Fixed in FF 2.0.0.10:

http://www.mozilla.org/security/announce/2007/mfsa2007-37.html
11/21/2007 12:23:33 PM Jan Schneider Comment #21 Reply to this comment
It looks like the Mozilla folks at least accepted that this is their own bug:

http://blog.mozilla.com/security/2007/11/16/jar-protocol-xss-security-issues/



We should wait for their final measures to deal with that problem and 
then reconsider if we still need to add some additional protection.
11/20/2007 11:17:44 PM joao_mauricio (at) clix (dot) pt Comment #20 Reply to this comment
Think about the ids for a minute. Say someone has an email address on
server2 that forwards back to server1. When the attacker sends the
message to the server2 address, it'll have to generate a guest id.
Then the victim will read it when logged in to server1, and all we
can do, maybe, is to say that you can't see this attachment, because
we have no record of the email having been sent to the victim at
their server1 account.
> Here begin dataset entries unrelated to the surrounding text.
//! Raw graph representations accepted by [Graph](super::Graph) construction.
//!
//! Each raw shape is parsed into a list of vertex symbols and a list of weighted directed entries.
//! The vertex index map is then built by sorting symbols, see [Structure](super::Structure).

use std::collections::HashMap;

use ndarray::Array2;
use sprs::CsMat;

use super::symbol::Symbol;
use super::GraphFormat;
use crate::error::{GraphKernelError, Result};

/// The accepted raw shapes of a graph.
///
/// Entries are directed as given: an undirected graph lists both directions.
#[derive(Clone, Debug)]
pub enum GraphInput {
    /// square dense matrix, vertices are 0..n-1
    Dense(Array2<f64>),
    /// square sparse matrix (csr or csc), vertices are 0..n-1
    Sparse(CsMat<f64>),
    /// square nested adjacency list, vertices are 0..n-1
    NestedList(Vec<Vec<f64>>),
    /// vertex -> {neighbour : weight}
    WeightedDict(HashMap<Symbol, HashMap<Symbol, f64>>),
    /// vertex -> neighbours, weight 1.
    NeighborLists(HashMap<Symbol, Vec<Symbol>>),
    /// list of (u,v), weight 1.
    Edges(Vec<(Symbol, Symbol)>),
    /// list of (u,v,weight)
    WeightedEdges(Vec<(Symbol, Symbol, f64)>),
}

impl GraphInput {
    /// format in which the input is naturally expressed
    pub fn natural_format(&self) -> GraphFormat {
        match self {
            GraphInput::Dense(_) | GraphInput::Sparse(_) | GraphInput::NestedList(_) => GraphFormat::Adjacency,
            _ => GraphFormat::Dictionary,
        }
    }

    /// builds an edge list input from anything convertible to symbols
    pub fn edges<V: Into<Symbol>, I: IntoIterator<Item = (V, V)>>(edges: I) -> Self {
        GraphInput::Edges(edges.into_iter().map(|(u, v)| (u.into(), v.into())).collect())
    }

    /// builds a weighted edge list input
    pub fn weighted_edges<V: Into<Symbol>, I: IntoIterator<Item = (V, V, f64)>>(edges: I) -> Self {
        GraphInput::WeightedEdges(edges.into_iter().map(|(u, v, w)| (u.into(), v.into(), w)).collect())
    }
} // end of impl GraphInput

impl From<Array2<f64>> for GraphInput {
    fn from(mat: Array2<f64>) -> Self {
        GraphInput::Dense(mat)
    }
}

impl From<CsMat<f64>> for GraphInput {
    fn from(mat: CsMat<f64>) -> Self {
        GraphInput::Sparse(mat)
    }
}

impl From<Vec<Vec<f64>>> for GraphInput {
    fn from(rows: Vec<Vec<f64>>) -> Self {
        GraphInput::NestedList(rows)
    }
}

//===================================================================================

/// vertices and weighted entries extracted from an input, before index assignment
pub(crate) struct RawGraph {
    pub(crate) symbols: Vec<Symbol>,
    pub(crate) entries: Vec<(Symbol, Symbol, f64)>,
}

fn check_weight(w: f64) -> Result<f64> {
    if !w.is_finite() {
        return Err(GraphKernelError::InputFormat(format!("non finite edge weight {}", w)));
    }
    Ok(w)
}

fn check_square(nrows: usize, ncols: usize) -> Result<()> {
    if nrows != ncols {
        return Err(GraphKernelError::InputFormat(format!(
            "adjacency matrix must be square, got ({}, {})",
            nrows, ncols
        )));
    }
    Ok(())
}

fn index_symbols(n: usize) -> Vec<Symbol> {
    (0..n).map(Symbol::from).collect()
}

/// parse any input shape into symbols and entries
pub(crate) fn parse_input(input: GraphInput) -> Result<RawGraph> {
    let mut entries = Vec::<(Symbol, Symbol, f64)>::new();
    let symbols = match input {
        GraphInput::Dense(mat) => {
            let (nrows, ncols) = mat.dim();
            check_square(nrows, ncols)?;
            for ((i, j), w) in mat.indexed_iter() {
                if check_weight(*w)? != 0. {
                    entries.push((Symbol::from(i), Symbol::from(j), *w));
                }
            }
            index_symbols(nrows)
        }
        GraphInput::Sparse(mat) => {
            let (nrows, ncols) = mat.shape();
            check_square(nrows, ncols)?;
            for (w, (i, j)) in mat.iter() {
                if check_weight(*w)? != 0. {
                    entries.push((Symbol::from(i), Symbol::from(j), *w));
                }
            }
            index_symbols(nrows)
        }
        GraphInput::NestedList(rows) => {
            let n = rows.len();
            for (i, row) in rows.iter().enumerate() {
                if row.len() != n {
                    return Err(GraphKernelError::InputFormat(format!(
                        "nested list is not square, row {} has length {} for {} rows",
                        i,
                        row.len(),
                        n
                    )));
                }
                for (j, w) in row.iter().enumerate() {
                    if check_weight(*w)? != 0. {
                        entries.push((Symbol::from(i), Symbol::from(j), *w));
                    }
                }
            }
            index_symbols(n)
        }
        GraphInput::WeightedDict(dict) => {
            let mut symbols = Vec::<Symbol>::with_capacity(dict.len());
            for (u, neighbours) in dict {
                for (v, w) in neighbours {
                    symbols.push(v.clone());
                    if check_weight(w)? != 0. {
                        entries.push((u.clone(), v, w));
                    } else {
                        log::warn!("ignoring null weight edge from {}", u);
                    }
                }
                symbols.push(u);
            }
            symbols
        }
        GraphInput::NeighborLists(dict) => {
            let mut symbols = Vec::<Symbol>::with_capacity(dict.len());
            for (u, neighbours) in dict {
                for v in neighbours {
                    symbols.push(v.clone());
                    entries.push((u.clone(), v, 1.));
                }
                symbols.push(u);
            }
            symbols
        }
        GraphInput::Edges(edges) => {
            let mut symbols = Vec::<Symbol>::with_capacity(2 * edges.len());
            for (u, v) in edges {
                symbols.push(u.clone());
                symbols.push(v.clone());
                entries.push((u, v, 1.));
            }
            symbols
        }
        GraphInput::WeightedEdges(edges) => {
            let mut symbols = Vec::<Symbol>::with_capacity(2 * edges.len());
            for (u, v, w) in edges {
                symbols.push(u.clone());
                symbols.push(v.clone());
                if check_weight(w)? != 0. {
                    entries.push((u, v, w));
                } else {
                    log::warn!("ignoring null weight edge {} -> {}", u, v);
                }
            }
            symbols
        }
    };
    // vertex symbols must be mutually orderable
    let has_int = symbols.iter().any(|s| s.is_int());
    let has_str = symbols.iter().any(|s| !s.is_int());
    if has_int && has_str {
        return Err(GraphKernelError::InputFormat(
            "vertex symbols mix integers and strings, they cannot be ordered".to_string(),
        ));
    }
    Ok(RawGraph { symbols, entries })
} // end of parse_input

#[cfg(test)]
mod tests {
    use super::*;
    use ndarray::arr2;

    #[test]
    fn reject_non_square() {
        let res = parse_input(GraphInput::Dense(Array2::<f64>::zeros((2, 3))));
        assert!(matches!(res, Err(GraphKernelError::InputFormat(_))));
        let res = parse_input(GraphInput::NestedList(vec![vec![0., 1.], vec![1.]]));
        assert!(matches!(res, Err(GraphKernelError::InputFormat(_))));
    }

    #[test]
    fn reject_mixed_symbols() {
        let res = parse_input(GraphInput::Edges(vec![(Symbol::from(1), Symbol::from("a"))]));
        assert!(matches!(res, Err(GraphKernelError::InputFormat(_))));
    }

    #[test]
    fn reject_nan_weight() {
        let res = parse_input(GraphInput::weighted_edges([(0, 1, f64::NAN)]));
        assert!(matches!(res, Err(GraphKernelError::InputFormat(_))));
    }

    #[test]
    fn dense_entries() {
        let raw = parse_input(GraphInput::Dense(arr2(&[[0., 1.], [2., 0.]]))).unwrap();
        assert_eq!(raw.symbols.len(), 2);
        assert_eq!(raw.entries.len(), 2);
        assert!(raw.entries.contains(&(Symbol::Int(1), Symbol::Int(0), 2.)));
    }
} // end of mod tests
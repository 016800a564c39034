//! Generic graph kernel.
//!
//! [GraphKernel] composes a pipeline of kernels given by name (see [crate::kernels::registry]),
//! and adds on top of it:
//! - normalization of kernel values : k(x,y) / sqrt(k(x,x) k(y,y)),
//! - Nystroem approximation of rank q, see [nystroem],
//! - routing of n_jobs to kernels of the pipeline.
//!
//! The pipeline is checked and composed at construction, each fit builds a new kernel from it.
//! A failed fit leaves the previous fit in place.
//!
//! ```ignore
//! let mut gk = GraphKernel::new(
//!     vec![KernelSpec::new("WL").with("n_iter", 5), KernelSpec::new("subtree_wl")],
//!     GraphKernelParams::default().with_normalize(true),
//! )?;
//! let k_train = gk.fit_transform(&train)?;
//! let k_test = gk.transform(&test)?;
//! ```

pub mod nystroem;
pub mod params;

pub use params::GraphKernelParams;

use std::time::SystemTime;

use cpu_time::ProcessTime;
use ndarray::{Array1, Array2};
use rand_xoshiro::Xoshiro256PlusPlus;

use crate::error::{GraphKernelError, Result};
use crate::graph::Graph;
use crate::kernels::registry::{compose, BuildContext};
use crate::kernels::{make_rng, normalize_matrix, Kernel, KernelFactory, KernelSpec};

use nystroem::{choose_components, NystroemMap};

pub struct GraphKernel {
    specs: Vec<KernelSpec>,
    params: GraphKernelParams,
    factory: KernelFactory,
    /// built by the factory at each fit
    kernel: Option<Box<dyn Kernel>>,
    rng: Xoshiro256PlusPlus,
    nystroem: Option<NystroemMap>,
    fitted: bool,
} // end of struct GraphKernel

impl GraphKernel {
    /// kernels : a pipeline, frameworks first and a base kernel last. A single base kernel is a valid pipeline.
    pub fn new<S: Into<Vec<KernelSpec>>>(kernels: S, params: GraphKernelParams) -> Result<Self> {
        let specs: Vec<KernelSpec> = kernels.into();
        let factory = compose(&specs, &BuildContext::new(params.n_jobs))?;
        if params.verbose {
            log::warn!("verbose is accepted but has no effect");
        }
        if let Some(0) = params.nystroem {
            return Err(GraphKernelError::InvalidRank { rank: 0, n_samples: 0 });
        }
        log::debug!("graph kernel created, pipeline : {:?}", specs.iter().map(|s| &s.name).collect::<Vec<_>>());
        Ok(GraphKernel {
            specs,
            rng: make_rng(params.random_state),
            params,
            factory,
            kernel: None,
            nystroem: None,
            fitted: false,
        })
    } // end of new

    /// a pipeline decoded from json, a single spec or a list of specs
    pub fn from_json(json: &str, params: GraphKernelParams) -> Result<Self> {
        GraphKernel::new(KernelSpec::from_json(json)?, params)
    }

    pub fn get_kernel_specs(&self) -> &[KernelSpec] {
        &self.specs
    }

    pub fn get_params(&self) -> &GraphKernelParams {
        &self.params
    }

    /// indices, in the fitted collection, of graphs chosen as Nystroem components
    pub fn nystroem_components(&self) -> Option<&[usize]> {
        self.nystroem.as_ref().map(|n| n.get_components())
    }

    pub fn is_fitted(&self) -> bool {
        self.fitted
    }

    fn normalize_fitted(&self, kernel: &dyn Kernel, km: Array2<f64>) -> Result<Array2<f64>> {
        if !self.params.normalize {
            return Ok(km);
        }
        let (x_diag, _) = kernel.diagonal()?;
        Ok(normalize_matrix(&km, &x_diag, &x_diag))
    }

    fn fit_nystroem(
        &self,
        graphs: &[Graph],
        rank: usize,
        rng: &mut Xoshiro256PlusPlus,
    ) -> Result<(Box<dyn Kernel>, NystroemMap)> {
        let components = choose_components(graphs.len(), rank, rng)?;
        let basis: Vec<Graph> = components.iter().map(|i| graphs[*i].clone()).collect();
        let mut kernel = (self.factory)()?;
        let k_qq = kernel.fit_transform(&basis)?;
        let k_qq = self.normalize_fitted(kernel.as_ref(), k_qq)?;
        let map = NystroemMap::new(components, &k_qq)?;
        Ok((kernel, map))
    }

    // Fits a new kernel from the factory. Kernel, Nystroem map, generator and fitted flag
    // are replaced together on success, left as they were on error.
    // Without Nystroem the kernel matrix is computed only if with_matrix.
    fn fit_inner(&mut self, graphs: &[Graph], with_matrix: bool) -> Result<Option<Array2<f64>>> {
        if graphs.is_empty() {
            return Err(GraphKernelError::InputFormat("empty graph collection".to_string()));
        }
        let mut rng = self.rng.clone();
        let (kernel, nystroem, km) = match self.params.nystroem {
            Some(rank) => {
                let (kernel, map) = self.fit_nystroem(graphs, rank, &mut rng)?;
                (kernel, Some(map), None)
            }
            None if with_matrix => {
                let mut kernel = (self.factory)()?;
                let km = kernel.fit_transform(graphs)?;
                let km = self.normalize_fitted(kernel.as_ref(), km)?;
                (kernel, None, Some(km))
            }
            None => {
                // exact kernel : only the reference is needed
                let mut kernel = (self.factory)()?;
                kernel.fit(graphs)?;
                (kernel, None, None)
            }
        };
        self.kernel = Some(kernel);
        self.nystroem = nystroem;
        self.rng = rng;
        self.fitted = true;
        Ok(km)
    } // end of fit_inner
} // end of impl GraphKernel

// normalizes a (n_test, n_fitted) matrix with the diagonals of the last transform
fn normalize_transformed(kernel: &dyn Kernel, km: Array2<f64>) -> Result<Array2<f64>> {
    let (x_diag, y_diag) = kernel.diagonal()?;
    let y_diag = y_diag.ok_or_else(|| GraphKernelError::NotFitted(kernel.name().to_string()))?;
    Ok(normalize_matrix(&km, &y_diag, &x_diag))
}

impl Kernel for GraphKernel {
    fn fit(&mut self, graphs: &[Graph]) -> Result<()> {
        let cpu_start = ProcessTime::now();
        let sys_start = SystemTime::now();
        self.fit_inner(graphs, false)?;
        log::info!(
            "graph kernel fit on {} graphs, sys time(ms) {} cpu time(ms) {}",
            graphs.len(),
            sys_start.elapsed().unwrap_or_default().as_millis(),
            cpu_start.elapsed().as_millis()
        );
        Ok(())
    } // end of fit

    /// with Nystroem returns the (n, q) projection of the fitted graphs, else the (n, n) kernel matrix
    fn fit_transform(&mut self, graphs: &[Graph]) -> Result<Array2<f64>> {
        let cpu_start = ProcessTime::now();
        let sys_start = SystemTime::now();
        let km = match self.fit_inner(graphs, true)? {
            Some(km) => km,
            None => self.transform(graphs)?,
        };
        log::info!(
            "graph kernel fit_transform on {} graphs, sys time(ms) {} cpu time(ms) {}",
            graphs.len(),
            sys_start.elapsed().unwrap_or_default().as_millis(),
            cpu_start.elapsed().as_millis()
        );
        Ok(km)
    } // end of fit_transform

    /// with Nystroem returns the (n_test, q) projection, else the (n_test, n_fitted) kernel matrix
    fn transform(&mut self, graphs: &[Graph]) -> Result<Array2<f64>> {
        let kernel = match self.kernel.as_mut() {
            Some(kernel) if self.fitted => kernel,
            _ => return Err(GraphKernelError::NotFitted("graph_kernel".to_string())),
        };
        let km = kernel.transform(graphs)?;
        let km = if self.params.normalize {
            normalize_transformed(&**kernel, km)?
        } else {
            km
        };
        match &self.nystroem {
            Some(map) => Ok(map.project(&km)),
            None => Ok(km),
        }
    } // end of transform

    /// diagonal of the composed kernel, before normalization
    fn diagonal(&self) -> Result<(Array1<f64>, Option<Array1<f64>>)> {
        match &self.kernel {
            Some(kernel) if self.fitted => kernel.diagonal(),
            _ => Err(GraphKernelError::NotFitted("graph_kernel".to_string())),
        }
    }

    fn name(&self) -> &str {
        "graph_kernel"
    }

    /// overrides n_jobs of every kernel of the pipeline, including n_jobs given in specs.
    /// Applies to the fitted kernel and to kernels built by later fits.
    fn set_n_jobs(&mut self, n_jobs: Option<usize>) {
        self.params.n_jobs = n_jobs.map(|n| n as i32);
        match compose(&self.specs, &BuildContext::overriding(self.params.n_jobs)) {
            Ok(factory) => self.factory = factory,
            Err(e) => log::error!("could not recompose pipeline with n_jobs {:?} : {}", n_jobs, e),
        }
        if let Some(kernel) = self.kernel.as_mut() {
            kernel.set_n_jobs(n_jobs);
        }
    }
} // end of impl Kernel for GraphKernel
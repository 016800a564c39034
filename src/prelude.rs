//! To ease access to most frequently items
//!

pub use crate::error::{GraphKernelError, Result};

pub use crate::graph::{make_edge_labels, make_labels, Graph, GraphFormat, GraphInput, Label, Symbol};

pub use crate::kernels::registry::{compose, kernel_names, BuildContext};
pub use crate::kernels::{make_factory, Kernel, KernelFactory, KernelSpec};

pub use crate::graph_kernel::{GraphKernel, GraphKernelParams};

pub use crate::io::output::{dump_kernel_matrix, Format, Output};
pub use crate::io::tudataset::{read_tudataset, Dataset};
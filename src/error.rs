//! Errors returned by graph construction, kernel lifecycle and pipeline building.
//!
//! IO and the binary use anyhow, the library core returns [GraphKernelError].

use thiserror::Error;

#[derive(Debug, Error)]
pub enum GraphKernelError {
    /// raw graph object matches none of the accepted shapes, or collection is empty
    #[error("invalid graph input : {0}")]
    InputFormat(String),
    /// label keys do not cover discovered vertices or edges
    #[error("labels do not match graph : {0}")]
    LabelMismatch(String),
    /// asked representation cannot be derived
    #[error("format unavailable : {0}")]
    FormatUnavailable(String),
    #[error("unknown kernel name : {0}")]
    UnknownKernel(String),
    #[error("invalid kernel pipeline : {0}")]
    InvalidPipeline(String),
    #[error("invalid parameter for kernel {kernel} : {reason}")]
    InvalidParameter { kernel: String, reason: String },
    #[error("nystroem rank {rank} is invalid for {n_samples} fitted graphs")]
    InvalidRank { rank: usize, n_samples: usize },
    #[error("kernel {0} must be fitted before transform")]
    NotFitted(String),
    #[error("decomposition failed : {0}")]
    Decomposition(String),
    #[error("could not build thread pool")]
    ThreadPool(#[source] rayon::ThreadPoolBuildError),
}

pub type Result<T> = std::result::Result<T, GraphKernelError>;

#[cfg(test)]
mod tests {
    use super::*;

    #[test]
    fn invalid_rank_display() {
        let err = GraphKernelError::InvalidRank { rank: 12, n_samples: 5 };
        let msg = err.to_string();
        assert!(msg.contains("12"));
        assert!(msg.contains("5"));
    }

    #[test]
    fn invalid_parameter_display() {
        let err = GraphKernelError::InvalidParameter {
            kernel: "shortest_path".to_string(),
            reason: "unknown field `foo`".to_string(),
        };
        let msg = err.to_string();
        assert!(msg.contains("shortest_path"));
        assert!(msg.contains("foo"));
    }
} // end of mod tests
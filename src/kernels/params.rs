//! Declarative description of a kernel, as used to build pipelines.
//!
//! A [KernelSpec] is a name and a map of constructor parameters. In json the parameters sit next to the name:
//! `{"name": "weisfeiler_lehman", "n_iter": 5}`.

use serde::de::DeserializeOwned;
use serde::{Deserialize, Serialize};
use serde_json::{Map, Value};

use crate::error::{GraphKernelError, Result};

#[derive(Clone, Debug, PartialEq, Serialize, Deserialize)]
pub struct KernelSpec {
    pub name: String,
    #[serde(flatten)]
    pub params: Map<String, Value>,
}

impl KernelSpec {
    /// a spec without parameters
    pub fn new(name: &str) -> Self {
        KernelSpec {
            name: name.to_string(),
            params: Map::new(),
        }
    }

    /// adds a parameter, builder style
    pub fn with<V: Into<Value>>(mut self, key: &str, value: V) -> Self {
        self.params.insert(key.to_string(), value.into());
        self
    }

    pub fn get_name(&self) -> &str {
        &self.name
    }

    pub fn get_params(&self) -> &Map<String, Value> {
        &self.params
    }

    /// decodes parameters in a kernel parameter struct
    pub fn decode<P: DeserializeOwned>(&self) -> Result<P> {
        serde_json::from_value(Value::Object(self.params.clone())).map_err(|e| GraphKernelError::InvalidParameter {
            kernel: self.name.clone(),
            reason: e.to_string(),
        })
    }

    /// parses a spec, or a list of specs, from a json string
    pub fn from_json(json: &str) -> Result<Vec<KernelSpec>> {
        let value: Value = serde_json::from_str(json).map_err(|e| GraphKernelError::InvalidPipeline(e.to_string()))?;
        let specs = match value {
            Value::Array(_) => serde_json::from_value::<Vec<KernelSpec>>(value),
            _ => serde_json::from_value::<KernelSpec>(value).map(|spec| vec![spec]),
        };
        specs.map_err(|e| GraphKernelError::InvalidPipeline(e.to_string()))
    }
} // end of impl KernelSpec

impl From<&str> for KernelSpec {
    fn from(name: &str) -> Self {
        KernelSpec::new(name)
    }
}

// a single spec is a pipeline made of one base kernel
impl From<KernelSpec> for Vec<KernelSpec> {
    fn from(spec: KernelSpec) -> Self {
        vec![spec]
    }
}

#[cfg(test)]
mod tests {
    use super::*;

    #[derive(Debug, Deserialize)]
    #[serde(default, deny_unknown_fields)]
    struct TestParams {
        n_iter: usize,
    }

    impl Default for TestParams {
        fn default() -> Self {
            TestParams { n_iter: 5 }
        }
    }

    #[test]
    fn json_flattening() {
        let specs = KernelSpec::from_json(r#"[{"name": "WL", "n_iter": 3}, {"name": "subtree_wl"}]"#).unwrap();
        assert_eq!(specs.len(), 2);
        assert_eq!(specs[0], KernelSpec::new("WL").with("n_iter", 3));
        let params: TestParams = specs[0].decode().unwrap();
        assert_eq!(params.n_iter, 3);
        let params: TestParams = specs[1].decode().unwrap();
        assert_eq!(params.n_iter, 5);
        //
        let single = KernelSpec::from_json(r#"{"name": "shortest_path", "with_labels": false}"#).unwrap();
        assert_eq!(single.len(), 1);
        let json = serde_json::to_string(&single[0]).unwrap();
        assert!(json.contains("\"with_labels\":false"));
    }

    #[test]
    fn decode_errors() {
        let spec = KernelSpec::new("WL").with("n_iterations", 3);
        let res: Result<TestParams> = spec.decode();
        assert!(matches!(res, Err(GraphKernelError::InvalidParameter { .. })));
        let spec = KernelSpec::new("WL").with("n_iter", "three");
        let res: Result<TestParams> = spec.decode();
        assert!(matches!(res, Err(GraphKernelError::InvalidParameter { .. })));
        assert!(KernelSpec::from_json("[{\"n_iter\": 3}]").is_err());
    }
} // end of mod tests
The whole thing seems fragile to me.
attachment received from the attacker's email with unique_id = 10 
received (not even the attacker knows that id, just the rcpt):



if the rcpt is authenticated on the server's imp system:

         if the unique_id corresponds to the logged user: success!

         else: fail!

else: success! (cause then, it wont happen any XSS attack)



Maybe that's too complicated, cause maybe i'm not think well about all 
the problems that it raises, so, let's get back to the other solution 
mentioned...
... which is solved by an intermediate page, if not a redirect (I
didn't see an answer to that question), right?
Well, i have to say that when you adopted my "redirect" suggestion, i 
didn't thought that it was a bit modified, cause, my google's previous 
example (when i explained my redirection idea) won't work on this 
situation, but i think that a solution with an intermediate page, as 
you said, it's ok.


11/20/2007 10:52:17 PM Chuck Hagenbuch Comment #19 Reply to this comment

[Show Quoted Text - 10 lines]
... which is solved by an intermediate page, if not a redirect (I 
didn't see an answer to that question), right?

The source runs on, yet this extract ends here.